Dois últimos excertos: um, dedicado à sua gatinha, Ísis: “É esta cativa/ que me tem cativo,/ só com ela vivo/ por pouco que viva.// (…) A minha gatinha,/ de porte altivo,/ mantém-me cativo/ coa sua patinha.” (pág. 27) Assina: “Eugénio Lisboa, lembrando-se vagamente de um poema de Camões, um seu colega em poesia, que também passou maus bocados.”

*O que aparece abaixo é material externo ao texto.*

#[cfg(test)]
mod tests {
    use super::*;
    use issuemark_core::types::{IssueState, RepoId};

    fn target(file: Option<&str>) -> Target {
        Target {
            repo: RepoId::new("o", "r"),
            file_path: file.map(str::to_owned),
            git_ref: None,
            lines: None,
            workdir: Some("/tmp/checkout".into()),
        }
    }

    fn issue(number: u64, body: &str) -> Issue {
        Issue {
            number,
            title: format!("issue {number}"),
            body: Some(body.to_owned()),
            state: IssueState::Open,
            html_url: format!("https://github.com/o/r/issues/{number}"),
            is_pull_request: false,
        }
    }

    fn sample_issues() -> Vec<Issue> {
        vec![
            issue(1, "https://github.com/o/r/blob/main/a.rs#L10-L12"),
            issue(2, "https://github.com/o/r/blob/main/a.rs#L3"),
            issue(3, "https://github.com/o/r/blob/main/b.rs#L1"),
            issue(4, "no reference"),
        ]
    }

    fn source(n: usize) -> SourcePayload {
        SourcePayload {
            path: "a.rs".into(),
            origin: Some(SourceOrigin::WorkingTree),
            lines: (1..=n).map(|i| Line::raw(format!("line {i}"))).collect(),
            error: None,
        }
    }

    fn loaded_state() -> AppState {
        let mut state = AppState::new(target(Some("a.rs")), true);
        state.source_viewport_height = 9;
        assert!(state.apply_source(source(40)));
        let generation = state.begin_fetch();
        assert!(state.apply_issues(generation, Ok(sample_issues())));
        state
    }

    #[test]
    fn panel_focus_cycles() {
        let f = PanelFocus::Sidebar;
        assert_eq!(f.next().next().next(), f);
        assert_eq!(f.prev(), PanelFocus::Details);
    }

    #[test]
    fn stale_fetch_results_are_ignored() {
        let mut state = AppState::new(target(Some("a.rs")), true);
        let old = state.begin_fetch();
        let new = state.begin_fetch();
        assert!(!state.apply_issues(old, Ok(sample_issues())));
        assert!(state.issues.is_empty());
        assert!(state.issues_loading);
        assert!(state.apply_issues(new, Ok(vec![])));
        assert!(!state.issues_loading);
    }

    #[test]
    fn fetch_error_keeps_previous_annotations() {
        let mut state = loaded_state();
        let before = state.index.clone();
        let generation = state.begin_fetch();
        state.apply_issues(generation, Err(FetchError::RateLimited));
        assert_eq!(state.index, before);
        assert_eq!(
            state.fetch_error.as_deref(),
            Some("Rate limit exceeded. Please try again later.")
        );

        let generation = state.begin_fetch();
        state.apply_issues(generation, Ok(vec![]));
        assert!(state.fetch_error.is_none());
        assert_eq!(state.index.annotation_count(), 0);
    }

    #[test]
    fn sidebar_rows_have_headers_and_skip_them() {
        let state = loaded_state();
        // a.rs header + 2, b.rs header + 1, other header + 1
        assert_eq!(state.sidebar_rows.len(), 7);
        assert_eq!(state.sidebar_state.selected(), Some(1));
        assert_eq!(state.selected_annotation().unwrap().issue.number, 2);

        let mut state = state;
        state.move_selection(1);
        assert_eq!(state.selected_annotation().unwrap().issue.number, 1);
        state.move_selection(1);
        assert_eq!(state.sidebar_state.selected(), Some(4));
        assert_eq!(state.selected_annotation().unwrap().issue.number, 3);
        state.move_selection(10);
        assert_eq!(state.selected_annotation().unwrap().issue.number, 4);
        state.move_selection(-10);
        assert_eq!(state.selected_annotation().unwrap().issue.number, 2);
    }

    #[test]
    fn select_row_ignores_headers() {
        let mut state = loaded_state();
        assert!(!state.select_row(0));
        assert!(!state.select_row(1), "already selected");
        assert!(state.select_row(4));
        assert_eq!(state.selected_annotation().unwrap().issue.number, 3);
        assert!(!state.select_row(99));
    }

    #[test]
    fn selection_survives_refetch() {
        let mut state = loaded_state();
        state.move_selection(2);
        assert_eq!(state.selected_annotation().unwrap().issue.number, 3);

        let generation = state.begin_fetch();
        let mut issues = sample_issues();
        issues.insert(0, issue(9, "https://github.com/o/r/blob/main/a.rs#L1"));
        state.apply_issues(generation, Ok(issues));
        assert_eq!(state.selected_annotation().unwrap().issue.number, 3);
    }

    #[test]
    fn decorations_rebuild_only_on_change() {
        let theme = Theme::dark();
        let mut state = loaded_state();
        assert!(state.sync_annotations(&theme));
        assert!(!state.sync_annotations(&theme));
        assert_eq!(state.decorated_lines.len(), 40);

        let marked = &state.decorated_lines[2];
        assert_eq!(marked.spans[1].content, GUTTER_MARKER);
        assert_eq!(marked.style.bg, Some(theme.line_annotated));
        let covered = &state.decorated_lines[10];
        assert_eq!(covered.spans[1].content, "  ");
        assert_eq!(covered.style.bg, Some(theme.line_annotated));
        assert_eq!(state.decorated_lines[12].style.bg, None);
        assert_eq!(state.decorated_lines[0].spans[0].content, " 1 ");

        state.set_enabled(false);
        assert!(state.sync_annotations(&theme));
        assert!(state.decorated_lines.iter().all(|l| l.style.bg.is_none()));
        assert!(state.decorated_lines.iter().all(|l| l.spans[1].content == "  "));
    }

    #[test]
    fn next_and_prev_walk_markers_and_sync_sidebar() {
        let mut state = loaded_state();
        assert!(state.next_annotation());
        assert_eq!(state.focus_line, Some(3));
        assert_eq!(state.selected_annotation().unwrap().issue.number, 2);
        assert!(state.next_annotation());
        assert_eq!(state.focus_line, Some(10));
        assert_eq!(state.selected_annotation().unwrap().issue.number, 1);
        assert_eq!(state.source_scroll, 9 - 3);
        assert!(!state.next_annotation());
        assert!(state.prev_annotation());
        assert_eq!(state.focus_line, Some(3));
        assert!(!state.prev_annotation());

        state.set_enabled(false);
        assert!(!state.next_annotation());
    }

    #[test]
    fn open_in_current_file_jumps() {
        let mut state = loaded_state();
        state.move_selection(1);
        let jump = state.open_selected().unwrap();
        assert!(!jump.file_changed);
        assert_eq!(jump.pointer.issue_number, 1);
        assert_eq!(jump.pointer.line, 10);
        assert_eq!(jump.pointer.file_path, "a.rs");
        assert_eq!(state.focus_line, Some(10));
        assert_eq!(state.focus, PanelFocus::Source);
    }

    #[test]
    fn open_in_other_file_retargets() {
        let mut state = loaded_state();
        state.move_selection(2);
        let jump = state.open_selected().unwrap();
        assert!(jump.file_changed);
        assert_eq!(state.current_file(), Some("b.rs"));
        assert!(state.source_lines.is_empty());
        assert!(state.source_loading);
        assert_eq!(state.index.groups[0].key, GroupKey::File("b.rs".into()));
        assert_eq!(state.index.icon_lines.iter().copied().collect::<Vec<_>>(), vec![1]);
        // Selection followed the issue into its new row
        assert_eq!(state.selected_annotation().unwrap().issue.number, 3);

        // Stale payload for the old file is ignored
        assert!(!state.apply_source(source(5)));
    }

    #[test]
    fn unreferenced_entry_cannot_be_opened() {
        let mut state = loaded_state();
        state.move_selection(3);
        assert_eq!(state.selected_annotation().unwrap().issue.number, 4);
        assert!(state.open_selected().is_none());
    }

    #[test]
    fn restore_pointer_only_for_same_file() {
        let mut state = loaded_state();
        let mut ptr = AnnotationPointer {
            owner: "o".into(),
            repo: "r".into(),
            issue_number: 1,
            file_path: "a.rs".into(),
            line: 30,
        };
        assert!(state.restore_pointer(&ptr));
        assert_eq!(state.focus_line, Some(30));
        ptr.file_path = "b.rs".into();
        ptr.line = 2;
        assert!(!state.restore_pointer(&ptr));
        assert_eq!(state.focus_line, Some(30));
    }

    #[test]
    fn repository_view_has_no_line_map() {
        let mut state = AppState::new(target(None), true);
        assert!(!state.source_loading);
        let generation = state.begin_fetch();
        state.apply_issues(generation, Ok(sample_issues()));
        assert!(state.index.icon_lines.is_empty());
        assert_eq!(state.index.annotation_count(), 4);
        assert!(!state.next_annotation());
    }

    #[test]
    fn scrolling_is_clamped() {
        let mut state = loaded_state();
        state.focus = PanelFocus::Source;
        state.scroll_down(100);
        assert_eq!(state.source_scroll, 39);
        state.scroll_up(500);
        assert_eq!(state.source_scroll, 0);
        state.scroll_bottom();
        assert_eq!(state.source_scroll, 39);
        state.half_page_up();
        assert_eq!(state.source_scroll, 35);
    }

    #[test]
    fn panel_resize_limits() {
        let mut state = AppState::new(target(None), true);
        for _ in 0..20 {
            state.grow_source_panel();
        }
        assert_eq!(state.center_pct, 80);
        assert_eq!(state.left_pct + state.center_pct + state.right_pct, 100);
        for _ in 0..20 {
            state.shrink_source_panel();
        }
        assert_eq!(state.center_pct, 20);
        assert_eq!(state.left_pct + state.center_pct + state.right_pct, 100);
    }

    #[test]
    fn source_request_goes_to_worker() {
        let mut state = AppState::new(target(Some("a.rs")), true);
        let (tx, rx) = crossbeam_channel::unbounded();
        state.request_source(Some(&tx));

        let SourceRequest::Load { path, git_ref } = rx.try_recv().unwrap();
        assert_eq!(path, "a.rs");
        assert_eq!(git_ref, None);
        assert!(state.source_loading);
        assert!(state.source_error.is_none());
    }

    #[test]
    fn dead_source_worker_ends_loading_with_error() {
        let mut state = AppState::new(target(Some("a.rs")), true);
        assert!(state.source_loading);
        let (tx, rx) = crossbeam_channel::unbounded::<SourceRequest>();
        drop(rx);

        state.request_source(Some(&tx));
        assert!(!state.source_loading);
        assert!(state.source_error.is_some());
    }

    #[test]
    fn no_worker_means_no_request() {
        let mut state = AppState::new(target(None), true);
        state.request_source(None);
        assert!(state.source_error.is_none());
    }

    #[test]
    fn tick_spins_only_while_loading() {
        let mut state = loaded_state();
        assert!(!state.on_tick());
        assert_eq!(state.spinner_frame, 0);

        state.begin_fetch();
        assert!(state.on_tick());
        assert_eq!(state.spinner(), SPINNER[1]);
        for _ in 0..SPINNER.len() {
            state.on_tick();
        }
        assert_eq!(state.spinner_frame, 1);
    }
}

E este outro, intitulado “Convite aos poetas da República”, como remate: “Nestes tempos de aflição,/ quando a angústia nos devora,/ não é grande petição/ pedir à lira que chora/ que tente mudar de vida:/ que se torne atrevida,/ sarcástica, aguerrida,/ acutilante, fodida!/ Lixe-se a melancolia,/ refúgio de quem não luta,/ e combata-se, de dia,/ o vírus filho da puta!/ Às armas, caros poetas/ às armas todos os dias:/ só desistem os patetas/ que têm as partes frias!” (págs. 37-38) Por que esperam?